Jakarta - Sutradara sekaligus salah satu pendiri Teater
Keliling, Rudolf Puspa tahu cara menggaet anak-anak muda berkesenian
ialah mengajak mereka terlibat dalam pertunjukan.
"Gaya kami begitu, pemain berinteraksi dengan penonton. Bahasa
sesuai dengan yang digunakan anak muda, karena kami bergaul dengan anak
muda dan mengemban misi supaya orang-orang Indonesia bisa berubah,
dengan cara mencintai tanah air," ujar Rudolf kepada ANTARA News seusai
pementasan "Jas Merah Sang Timur" di Galeri Indonesia Kaya (GIK),
Jakarta, Minggu.
Melalui pertunjukan interaktif berpadu bahasa yang mudah
dipahami, Teater Keliling dirasa mampu menggaet anak-anak muda rentang
usia sekolah menengah pertama hingga perguruan tinggi, setidaknya untuk
menonton.
Sekalipun dikemas dengan bahasa yang relatif mudah dipahami anak
muda, Rudolf tetap memasukkan nilai-nilai kebangsaan semisal
nasionalisme dan kemanusiaan dalam pertunjukannya.
"Tema umumnya humanisme universal, kemanusiaan. Kita punya
Pancasila. Anak-anak sekarang Pancasila saja enggak tahu," tutur dia.
Pada pertunjukan "Jas Merah Sang Timur", drama bertema
nasionalisme yang dikolaborasikan dengan musik, tari dan nyanyian itu
bercerita tentang tiga anak muda yang sudah lama tidak berjumpa kemudian
mereka mengadakan reuni dengan berlibur ke Pulau Komodo, NTT.
Patty, Koor dan Komer, saling memamerkan gaya hidup
masing-masing.
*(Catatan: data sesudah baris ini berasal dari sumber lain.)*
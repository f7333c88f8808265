use crate::error::Error;
use crate::index::WeightedIndex;
use crate::scorer::SearchHit;
use std::collections::{HashMap, HashSet};
use std::fs::{self, File};
use std::io::{BufRead, BufReader, BufWriter, Write};
use std::path::{Path, PathBuf};

/// File name of the persisted index artifact.
pub const INDEX_FILE: &str = "index.json";
/// Default file name of the automatic-mode results file.
pub const RESULTS_FILE: &str = "okapi.results";

/// Well-known locations inside a corpus root directory.
pub struct CorpusPaths {
    pub root: PathBuf,
}

impl CorpusPaths {
    pub fn new<P: AsRef<Path>>(root: P) -> Self {
        Self { root: root.as_ref().to_path_buf() }
    }

    pub fn documents_dir(&self) -> PathBuf {
        self.root.join("documents")
    }

    pub fn stopwords(&self) -> PathBuf {
        self.root.join("files").join("stopwords.txt")
    }

    pub fn queries(&self) -> PathBuf {
        self.root.join("files").join("queries.txt")
    }

    pub fn qrels(&self) -> PathBuf {
        self.root.join("files").join("qrels.txt")
    }
}

fn missing(path: &Path, source: std::io::Error) -> Error {
    Error::MissingResource { path: path.to_path_buf(), source }
}

fn malformed(path: &Path, line: usize, reason: impl Into<String>) -> Error {
    Error::MalformedLine { file: path.to_path_buf(), line, reason: reason.into() }
}

/// Serialize the index to a pretty-printed JSON object. BTreeMap ordering
/// keeps both key levels sorted, so rebuilding the same corpus rewrites an
/// identical artifact.
pub fn save_index(path: &Path, index: &WeightedIndex) -> Result<(), Error> {
    let json = serde_json::to_string_pretty(index)?;
    fs::write(path, json).map_err(|source| Error::Write { path: path.to_path_buf(), source })
}

/// Load the index artifact. Parsing is strict: anything that is not a
/// well-formed document -> term -> weight object fails.
pub fn load_index(path: &Path) -> Result<WeightedIndex, Error> {
    let json = fs::read_to_string(path).map_err(|e| missing(path, e))?;
    let index = serde_json::from_str(&json)?;
    Ok(index)
}

/// One stopword per line; blank lines ignored.
pub fn load_stopwords(path: &Path) -> Result<HashSet<String>, Error> {
    let file = File::open(path).map_err(|e| missing(path, e))?;
    let mut words = HashSet::new();
    for line in BufReader::new(file).lines() {
        let line = line.map_err(|e| missing(path, e))?;
        let word = line.trim();
        if !word.is_empty() {
            words.insert(word.to_string());
        }
    }
    Ok(words)
}

/// Query batch file: `queryId queryText` per line, split on the first space
/// only (the query text may itself contain spaces).
pub fn load_queries(path: &Path) -> Result<Vec<(String, String)>, Error> {
    let file = File::open(path).map_err(|e| missing(path, e))?;
    let mut queries = Vec::new();
    for (idx, line) in BufReader::new(file).lines().enumerate() {
        let line = line.map_err(|e| missing(path, e))?;
        let line = line.trim();
        if line.is_empty() {
            continue;
        }
        match line.split_once(' ') {
            Some((id, text)) => queries.push((id.to_string(), text.to_string())),
            None => return Err(malformed(path, idx + 1, "expected `queryId queryText`")),
        }
    }
    Ok(queries)
}

/// Relevance judgments: `queryId <ignored> documentId grade` per line,
/// grade a non-negative integer. A grade of 0 means judged-and-irrelevant,
/// which evaluation treats differently from never-judged.
pub fn load_qrels(path: &Path) -> Result<HashMap<String, HashMap<String, u32>>, Error> {
    let file = File::open(path).map_err(|e| missing(path, e))?;
    let mut qrels: HashMap<String, HashMap<String, u32>> = HashMap::new();
    for (idx, line) in BufReader::new(file).lines().enumerate() {
        let line = line.map_err(|e| missing(path, e))?;
        if line.trim().is_empty() {
            continue;
        }
        let cols: Vec<&str> = line.split_whitespace().collect();
        let &[query_id, _, doc_id, grade] = cols.as_slice() else {
            return Err(malformed(path, idx + 1, "expected `queryId run documentId grade`"));
        };
        let grade: u32 = grade
            .parse()
            .map_err(|_| malformed(path, idx + 1, format!("grade is not a non-negative integer: {grade}")))?;
        qrels
            .entry(query_id.to_string())
            .or_default()
            .insert(doc_id.to_string(), grade);
    }
    Ok(qrels)
}

/// Results file: `queryId documentId rank score` per line. Lines are
/// grouped per query in file order.
pub fn load_results(path: &Path) -> Result<HashMap<String, Vec<SearchHit>>, Error> {
    let file = File::open(path).map_err(|e| missing(path, e))?;
    let mut results: HashMap<String, Vec<SearchHit>> = HashMap::new();
    for (idx, line) in BufReader::new(file).lines().enumerate() {
        let line = line.map_err(|e| missing(path, e))?;
        if line.trim().is_empty() {
            continue;
        }
        let cols: Vec<&str> = line.split_whitespace().collect();
        let &[query_id, doc_id, rank, score] = cols.as_slice() else {
            return Err(malformed(path, idx + 1, "expected `queryId documentId rank score`"));
        };
        let rank: usize = rank
            .parse()
            .map_err(|_| malformed(path, idx + 1, format!("rank is not an integer: {rank}")))?;
        let score: f64 = score
            .parse()
            .map_err(|_| malformed(path, idx + 1, format!("score is not a number: {score}")))?;
        results
            .entry(query_id.to_string())
            .or_default()
            .push(SearchHit { doc_id: doc_id.to_string(), rank, score });
    }
    Ok(results)
}

/// Write the results file consumed by the evaluator: one line per retrieved
/// document, scores to 4 decimal places.
pub fn save_results(path: &Path, results: &[(String, Vec<SearchHit>)]) -> Result<(), Error> {
    let write_err = |source| Error::Write { path: path.to_path_buf(), source };
    let file = File::create(path).map_err(write_err)?;
    let mut out = BufWriter::new(file);
    for (query_id, hits) in results {
        for hit in hits {
            writeln!(out, "{} {} {} {:.4}", query_id, hit.doc_id, hit.rank, hit.score)
                .map_err(write_err)?;
        }
    }
    out.flush().map_err(write_err)
}

#[cfg(test)]
mod tests {
    use super::*;
    use crate::bm25::{build_index, Bm25Params};
    use crate::stats::{aggregate, Document};
    use tempfile::tempdir;

    fn terms(words: &[&str]) -> Vec<String> {
        words.iter().map(|w| w.to_string()).collect()
    }

    #[test]
    fn index_round_trips_exactly() {
        let docs = vec![
            Document::new("doc1", terms(&["cat", "dog", "cat"])),
            Document::new("doc2", terms(&["dog", "bird"])),
        ];
        let stats = aggregate(&docs);
        let index = build_index(&docs, &stats, Bm25Params::default()).unwrap();

        let dir = tempdir().unwrap();
        let path = dir.path().join(INDEX_FILE);
        save_index(&path, &index).unwrap();
        let reloaded = load_index(&path).unwrap();
        assert_eq!(index, reloaded);
    }

    #[test]
    fn malformed_index_fails_to_load() {
        let dir = tempdir().unwrap();
        let path = dir.path().join(INDEX_FILE);
        fs::write(&path, "{ \"doc1\": { \"cat\": ").unwrap();
        assert!(matches!(load_index(&path).unwrap_err(), Error::MalformedIndex(_)));
    }

    #[test]
    fn missing_index_reports_the_path() {
        let dir = tempdir().unwrap();
        let path = dir.path().join("nope.json");
        let err = load_index(&path).unwrap_err();
        assert!(matches!(err, Error::MissingResource { .. }));
        assert!(err.to_string().contains("nope.json"));
    }

    #[test]
    fn parses_qrels_lines() {
        let dir = tempdir().unwrap();
        let path = dir.path().join("qrels.txt");
        fs::write(&path, "1 0 d1 3\n1 0 d2 0\n2 0 d1 1\n").unwrap();
        let qrels = load_qrels(&path).unwrap();
        assert_eq!(qrels["1"]["d1"], 3);
        assert_eq!(qrels["1"]["d2"], 0);
        assert_eq!(qrels["2"]["d1"], 1);
    }

    #[test]
    fn rejects_short_qrels_line_with_location() {
        let dir = tempdir().unwrap();
        let path = dir.path().join("qrels.txt");
        fs::write(&path, "1 0 d1 3\n1 d2 0\n").unwrap();
        let err = load_qrels(&path).unwrap_err();
        match err {
            Error::MalformedLine { line, .. } => assert_eq!(line, 2),
            other => panic!("expected MalformedLine, got {other:?}"),
        }
    }

    #[test]
    fn queries_split_on_first_space_only() {
        let dir = tempdir().unwrap();
        let path = dir.path().join("queries.txt");
        fs::write(&path, "12 what similarity laws must be obeyed\n").unwrap();
        let queries = load_queries(&path).unwrap();
        assert_eq!(queries.len(), 1);
        assert_eq!(queries[0].0, "12");
        assert_eq!(queries[0].1, "what similarity laws must be obeyed");
    }

    #[test]
    fn results_round_trip_preserves_order_and_format() {
        let dir = tempdir().unwrap();
        let path = dir.path().join(RESULTS_FILE);
        let results = vec![(
            "1".to_string(),
            vec![
                SearchHit { doc_id: "d2".into(), rank: 1, score: 1.25 },
                SearchHit { doc_id: "d1".into(), rank: 2, score: 0.5 },
            ],
        )];
        save_results(&path, &results).unwrap();

        let written = fs::read_to_string(&path).unwrap();
        assert_eq!(written, "1 d2 1 1.2500\n1 d1 2 0.5000\n");

        let loaded = load_results(&path).unwrap();
        assert_eq!(loaded["1"].len(), 2);
        assert_eq!(loaded["1"][0].doc_id, "d2");
        assert_eq!(loaded["1"][1].rank, 2);
    }
}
Komer misalnya yang haus dengan konsumerisme Barat, lalu
Koor yang kaya raya dengan hasil korupsi. Sementara Patty yang selalu
berkoar seakan menghina bangsa sendiri tapi tidak berbuat apapun untuk
bangsanya.
Kesombongan ketiganya itu, lalu memunculkan tiga pahlawan dari Timur
yang secara imaginer muncul untuk mempertanyakan arti dari pengorbanan
mereka untuk kemerdekaan, yakni Martha Christina Tiahahu, Herman
Johannes dan Marthen Indey.
Penonton tak kesulitan memahami dialog dan makna yang dibalut dialog
antara para pemain. Tak jarang mereka tertawa melihat kekonyolan para
pemain dan terdiam sembari bergidik kala melihat "Sang Ibu Pertiwi"
dirusak pihak-pihak tak bertanggung jawab.
"Sebetulnya senimannya yang harus aktif mendatangi mereka (anak
muda). Kita datangi, kita ajak, kita rangkul, kita beri contoh.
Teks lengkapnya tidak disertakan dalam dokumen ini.